A university president counting the pennies

There is an interesting report in the US media about the University of Illinois at Urbana-Champaign. Before I go into the details, let me just say that this is a well-known and highly respected American public university. It has over 40,000 students, and so by our standards on this side of the Atlantic we’d consider it pretty big. In global ranking terms, the Times Higher league table has it at number 33, which places it above any Irish or Scottish university.

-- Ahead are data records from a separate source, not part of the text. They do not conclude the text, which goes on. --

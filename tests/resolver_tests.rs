//! End-to-end answer resolution over the real question catalog.

use std::collections::BTreeMap;

use readme_gen::{answers, context, questions, Answer, ProjectInfo};

fn detected_project() -> ProjectInfo {
    ProjectInfo {
        name: "my-tool".to_string(),
        version: Some("1.2.3".to_string()),
        description: Some("does things".to_string()),
        author: Some("Jane Doe".to_string()),
        homepage: Some("https://example.com".to_string()),
        license_name: Some("MIT".to_string()),
        repository_url: Some("https://github.com/jane/my-tool".to_string()),
        is_github_repository: true,
        github_username: Some("jane".to_string()),
        documentation_url: Some("https://github.com/jane/my-tool#readme".to_string()),
        contributing_url: Some("https://github.com/jane/my-tool/issues".to_string()),
        package_manager: Some(readme_gen::PackageManager::Yarn),
        author_website: Some("https://jane.dev".to_string()),
    }
}

fn no_config() -> BTreeMap<String, String> {
    BTreeMap::new()
}

fn text(answers: &readme_gen::AnswerSet, name: &str) -> String {
    match answers.get(name) {
        Some(Answer::Text(s)) => s.clone(),
        other => panic!("expected text answer for {name}, got {other:?}"),
    }
}

#[test]
fn defaults_follow_detected_project() {
    let catalog = questions::build(&detected_project());
    let resolved = answers::resolve(catalog, &no_config(), true).unwrap();

    assert_eq!(text(&resolved, "projectName"), "my-tool");
    assert_eq!(text(&resolved, "projectVersion"), "1.2.3");
    assert_eq!(text(&resolved, "projectDescription"), "does things");
    assert_eq!(text(&resolved, "authorName"), "Jane Doe");
    assert_eq!(text(&resolved, "authorGithubUsername"), "jane");
    assert_eq!(text(&resolved, "authorWebsite"), "https://jane.dev");
    assert_eq!(text(&resolved, "licenseName"), "MIT");
    assert_eq!(
        text(&resolved, "licenseUrl"),
        "https://github.com/jane/my-tool/blob/master/LICENSE"
    );
}

#[test]
fn command_defaults_follow_the_chosen_package_manager() {
    let catalog = questions::build(&detected_project());
    let resolved = answers::resolve(catalog, &no_config(), true).unwrap();

    // yarn.lock was detected, so yarn is the pre-checked choice.
    assert_eq!(
        resolved.get("packageManager"),
        Some(&Answer::List(vec!["yarn".to_string()]))
    );
    assert_eq!(text(&resolved, "installCommand"), "yarn install");
    assert_eq!(text(&resolved, "usage"), "yarn run start");
    assert_eq!(text(&resolved, "testCommand"), "yarn run test");
}

#[test]
fn empty_project_still_resolves_every_applicable_field() {
    // Fresh directory: no package.json, no lock files, no git remote.
    let info = ProjectInfo {
        name: "fresh-dir".to_string(),
        ..ProjectInfo::default()
    };
    let catalog = questions::build(&info);
    let resolved = answers::resolve(catalog, &no_config(), true).unwrap();

    assert_eq!(text(&resolved, "projectName"), "fresh-dir");
    // Fields without a detected default answer with the empty string.
    assert_eq!(text(&resolved, "projectVersion"), "");
    assert_eq!(text(&resolved, "authorTwitterUsername"), "");
    // npm is the fallback pre-check, so the command chain still resolves.
    assert_eq!(
        resolved.get("packageManager"),
        Some(&Answer::List(vec!["npm".to_string()]))
    );
    assert_eq!(text(&resolved, "installCommand"), "npm install");
    // licenseName resolved empty, so licenseUrl is inapplicable: absent,
    // not present-with-empty-value.
    assert_eq!(resolved.get("licenseUrl"), None);
}

#[test]
fn config_values_win_and_suppress_resolution() {
    let mut config = no_config();
    config.insert("authorName".to_string(), "Config Author".to_string());
    config.insert("packageManager".to_string(), "yarn".to_string());

    let info = ProjectInfo {
        name: "fresh-dir".to_string(),
        author: Some("Detected Author".to_string()),
        ..ProjectInfo::default()
    };
    let catalog = questions::build(&info);
    let resolved = answers::resolve(catalog, &config, true).unwrap();

    assert_eq!(text(&resolved, "authorName"), "Config Author");
    // The seeded text value feeds the dependent command questions.
    assert_eq!(text(&resolved, "installCommand"), "yarn install");
}

#[test]
fn end_to_end_context_for_empty_project() {
    let info = ProjectInfo {
        name: "fresh-dir".to_string(),
        ..ProjectInfo::default()
    };
    let catalog = questions::build(&info);
    let resolved = answers::resolve(catalog, &no_config(), true).unwrap();
    let context = context::assemble_with(&info, &resolved, false);

    assert_eq!(context.get("isProjectOnNpm"), Some(&serde_json::json!(false)));
    assert_eq!(
        context.get("projectPrerequisites"),
        Some(&serde_json::Value::Null)
    );
    assert_eq!(
        context.get("projectName"),
        Some(&serde_json::json!("fresh-dir"))
    );
    assert_eq!(context.get("isGithubRepos"), Some(&serde_json::json!(false)));
}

So, what is the story? Well, its new president has been telling the media that for the first few months of his tenure he has only had time for one thing, ‘counting the pennies’. Just as he took up his post the state cut funding dramatically, and what is more, it has only managed so far to cough up around 3 per cent of what it had promised in the first place. The university is in crisis, and the president is cutting costs wherever he can and is contemplating a rise in tuition fees.

All that sounds very familiar, confirming again that our problems are not unique and are also being experienced in many different countries. But then again, look at this. The state funding of the University of Illinois only accounts for 17 per cent of its revenues, and yet the sum in question, at $390 million, is more than what any Irish university receives from the state. So what is the university’s total budget? It’s $4.7 billion, that’s what it is. That’s more than twice what the entire Irish university sector spends. I haven’t yet worked out the Scottish figures, but I expect there is also a mighty gap.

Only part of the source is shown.